The Abetxuko Bridge over the Zadorra River is one of several projects being built by Vitoria council to improve mobility for its citizens and, above all, for the inhabitants of the Abetxuko area who for several decades have only been able to reach the city centre via an old, 6 m bridge. The narrow deck on the old bridge only has space for two carriageways and a narrow pedestrian walkway. Crossing the bridge was risky for pedestrians as they are so close to the traffic, a danger which the council decided to eliminate in 2005. Also the old bridge had limited hydraulic capacity. It remains just to the east of the current bridge.

The construction of the bridge was also central to the regeneration plan for the area (the green corridor of Vitoria). The project was intended to improve the mobility between the Abetxuko neighbourhood and the centre of Vitoria, connecting the neighbours physically and socially.

==Description==
The bridge is a continuous structure with three spans, two of 26 m and a main span of 40 m, and a total deck width of 31.4 m. It carries four road traffic lanes, a central tramway line with two tracks, and two pedestrian walkways. The structural system consists of two parallel trusses with organic forms, their dimensions adjusted according to the structural requirements. The trusses are inclined 5° from the vertical to create a more dynamic appearance for the bridge.

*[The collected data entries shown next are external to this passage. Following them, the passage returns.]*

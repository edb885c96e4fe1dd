// SPDX-FileCopyrightText: Copyright (c) 2018-2025 slowtec GmbH <post@slowtec.de>
// SPDX-License-Identifier: MIT OR Apache-2.0

use modbus_pdu::{
    checksum::{check_crc, compute_crc, compute_lrc},
    CommStatus, DataStore, DeviceStatus, Exception, ExceptionResponse, FunctionCode, RequestPdu,
    Response, ResponsePdu, SlaveId, Table,
};
use std::collections::BTreeMap;

/// A sparse device: only addresses present in the maps exist.
#[derive(Default)]
struct Device {
    coils: BTreeMap<u16, bool>,
    holding_registers: BTreeMap<u16, u16>,
    events: Vec<u8>,
}

impl Device {
    fn with_holding_registers(range: std::ops::Range<u16>) -> Self {
        Self {
            holding_registers: range.clone().map(|addr| (addr, addr * 0x10)).collect(),
            coils: range.map(|addr| (addr, false)).collect(),
            ..Default::default()
        }
    }
}

impl DataStore for Device {
    fn validate(&self, table: Table, address: u16, count: u16) -> bool {
        let mut addresses = (address..).take(usize::from(count));
        match table {
            Table::Coils | Table::DiscreteInputs => {
                addresses.all(|addr| self.coils.contains_key(&addr))
            }
            Table::HoldingRegisters | Table::InputRegisters => {
                addresses.all(|addr| self.holding_registers.contains_key(&addr))
            }
        }
    }

    fn read_bits(&self, _: Table, address: u16, count: u16) -> Vec<bool> {
        (address..address + count).map(|addr| self.coils[&addr]).collect()
    }

    fn read_registers(&self, _: Table, address: u16, count: u16) -> Vec<u16> {
        (address..address + count)
            .map(|addr| self.holding_registers[&addr])
            .collect()
    }

    fn write_bits(&mut self, address: u16, bits: &[bool]) -> Result<(), Exception> {
        for (addr, bit) in (address..).zip(bits) {
            self.coils.insert(addr, *bit);
        }
        Ok(())
    }

    fn write_registers(&mut self, address: u16, words: &[u16]) -> Result<(), Exception> {
        for (addr, word) in (address..).zip(words) {
            self.holding_registers.insert(addr, *word);
        }
        Ok(())
    }
}

impl DeviceStatus for Device {
    fn exception_status_summary(&self) -> u8 {
        0x00
    }

    fn event_counter(&self) -> u16 {
        0x0010
    }

    fn bus_message_count(&self) -> u16 {
        0x0020
    }

    fn event_log(&self) -> Vec<u8> {
        self.events.clone()
    }

    fn slave_id_summary(&self) -> (SlaveId, bool) {
        (5, true)
    }
}

/// Decode, execute and encode a request the way a server does.
fn serve(device: &mut Device, fn_code: u8, payload: &[u8]) -> Vec<u8> {
    let RequestPdu(req) = RequestPdu::decode(fn_code, payload).unwrap();
    let rsp = req.execute(device);
    let mut pdu = vec![rsp.function_byte()];
    pdu.extend(rsp.encode().unwrap());
    pdu
}

#[test]
fn read_exception_status() {
    let mut dev = Device::default();
    assert_eq!(serve(&mut dev, 0x07, &[]), [0x07, 0x00]);
}

#[test]
fn get_comm_event_counter() {
    let mut dev = Device::default();
    assert_eq!(serve(&mut dev, 0x0B, &[]), [0x0B, 0x00, 0x00, 0x00, 0x10]);
}

#[test]
fn get_comm_event_log() {
    let mut dev = Device {
        events: vec![0x20, 0x00],
        ..Default::default()
    };
    assert_eq!(
        serve(&mut dev, 0x0C, &[]),
        [0x0C, 0x08, 0x00, 0x00, 0x00, 0x10, 0x00, 0x20, 0x20, 0x00]
    );
}

#[test]
fn report_server_id() {
    let mut dev = Device::default();
    assert_eq!(serve(&mut dev, 0x11, &[]), [0x11, 0x03, 0x05, 0xFF]);
}

#[test]
fn read_too_many_registers() {
    let mut dev = Device::with_holding_registers(0..10);
    assert_eq!(serve(&mut dev, 0x03, &[0x00, 0x00, 0x08, 0x00]), [0x83, 0x03]);
}

#[test]
fn read_missing_registers() {
    let mut dev = Device::with_holding_registers(0..10);
    assert_eq!(serve(&mut dev, 0x03, &[0x00, 0x08, 0x00, 0x03]), [0x83, 0x02]);
}

#[test]
fn write_then_read_registers() {
    let mut dev = Device::with_holding_registers(0..10);
    assert_eq!(
        serve(&mut dev, 0x10, &[0x00, 0x01, 0x00, 0x02, 0x04, 0xAB, 0xCD, 0x12, 0x34]),
        [0x10, 0x00, 0x01, 0x00, 0x02]
    );
    assert_eq!(
        serve(&mut dev, 0x03, &[0x00, 0x00, 0x00, 0x03]),
        [0x03, 0x06, 0x00, 0x00, 0xAB, 0xCD, 0x12, 0x34]
    );
}

#[test]
fn read_write_multiple_registers() {
    let mut dev = Device::with_holding_registers(0..10);
    let payload = [
        0x00, 0x03, 0x00, 0x02, // read 2 registers at 3
        0x00, 0x04, 0x00, 0x01, 0x02, 0xBE, 0xEF, // write 1 register at 4
    ];
    assert_eq!(
        serve(&mut dev, 0x17, &payload),
        [0x17, 0x04, 0x00, 0x30, 0xBE, 0xEF]
    );
}

#[test]
fn write_and_read_coils() {
    let mut dev = Device::with_holding_registers(0..16);
    assert_eq!(
        serve(&mut dev, 0x05, &[0x00, 0x02, 0xFF, 0x00]),
        [0x05, 0x00, 0x02, 0xFF, 0x00]
    );
    assert_eq!(
        serve(&mut dev, 0x0F, &[0x00, 0x08, 0x00, 0x03, 0x01, 0b101]),
        [0x0F, 0x00, 0x08, 0x00, 0x03]
    );
    assert_eq!(
        serve(&mut dev, 0x01, &[0x00, 0x00, 0x00, 0x0B]),
        [0x01, 0x02, 0b0000_0100, 0b0000_0101]
    );
}

#[test]
fn unsupported_function() {
    let mut dev = Device::default();
    assert_eq!(serve(&mut dev, 0x41, &[0x12]), [0xC1, 0x01]);
}

#[test]
fn decode_exception_response() {
    let ResponsePdu(rsp) = ResponsePdu::decode(0x83, &[0x02]).unwrap();
    let ex = rsp.unwrap_err();
    assert_eq!(ex.function, FunctionCode::ReadHoldingRegisters);
    assert_eq!(ex.exception, Exception::IllegalDataAddress);
    let bytes: [u8; 2] = ex.into();
    assert_eq!(bytes, [0x83, 0x02]);
    assert_eq!(ExceptionResponse::try_from(&bytes[..]), Ok(ex));
}

#[test]
fn decode_diagnostic_responses() {
    let ResponsePdu(rsp) = ResponsePdu::decode(0x0B, &[0xFF, 0xFF, 0x00, 0x03]).unwrap();
    assert_eq!(rsp, Ok(Response::GetCommEventCounter(CommStatus::Busy, 3)));
    let ResponsePdu(rsp) = ResponsePdu::decode(0x11, &[0x03, 0x2A, 0x00]).unwrap();
    assert_eq!(rsp, Ok(Response::ReportServerId(0x2A, false)));
    assert!(ResponsePdu::decode(0x11, &[0x03, 0x2A]).is_err());
}

#[test]
fn rtu_checksum_over_a_served_pdu() {
    let mut dev = Device::with_holding_registers(0..10);
    let mut adu = vec![0x01];
    adu.extend(serve(&mut dev, 0x03, &[0x00, 0x02, 0x00, 0x02]));
    assert_eq!(adu, [0x01, 0x03, 0x04, 0x00, 0x20, 0x00, 0x30]);
    let crc = compute_crc(&adu);
    assert!(check_crc(&adu, crc));
    adu.extend_from_slice(&crc.to_le_bytes());
    assert_eq!(compute_crc(&adu), 0);
}

#[test]
fn ascii_checksum_of_a_request() {
    // :010300000001FB
    assert_eq!(compute_lrc(&[0x01, 0x03, 0x00, 0x00, 0x00, 0x01]), 0xFB);
}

The structure is formed by two longitudinal trusses. The design of the trusses goes beyond the traditional forms, and introduces complex forms of organic shapes whose dimensions fit the resistant requirements. The designers responsible for the creation of the bridge, who have defined the structure as a living work capable of fitting into its surroundings, have used weathering steel to recall the work of Basque artists such as Chillida and Oteiza.

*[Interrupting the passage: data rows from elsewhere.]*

// SPDX-FileCopyrightText: Copyright (c) 2018-2025 slowtec GmbH <post@slowtec.de>
// SPDX-License-Identifier: MIT OR Apache-2.0

#![doc = include_str!("../README.md")]
#![no_std]

extern crate alloc;

mod codec;
mod error;
mod frame;
mod server;

pub mod checksum;
pub mod limits;
pub mod util;

pub use codec::Pdu;
pub use error::*;
pub use frame::*;
pub use server::*;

The traditional truss spaces become alveoli of varied forms whose appearance invites very different perspectives. The bridge has the property of changing in colour over time, something that, together with the shadows it projects at certain times of the day, transforms it into a structure that changes together with its surroundings.

The total cost of the structure was approximately €2.7 million (935 €/m^{2}), which is only about 10–15% more than a standard steel bridge of the same dimensions.

==Construction==
Construction of the bridge began in March 2006, and was successfully completed in December.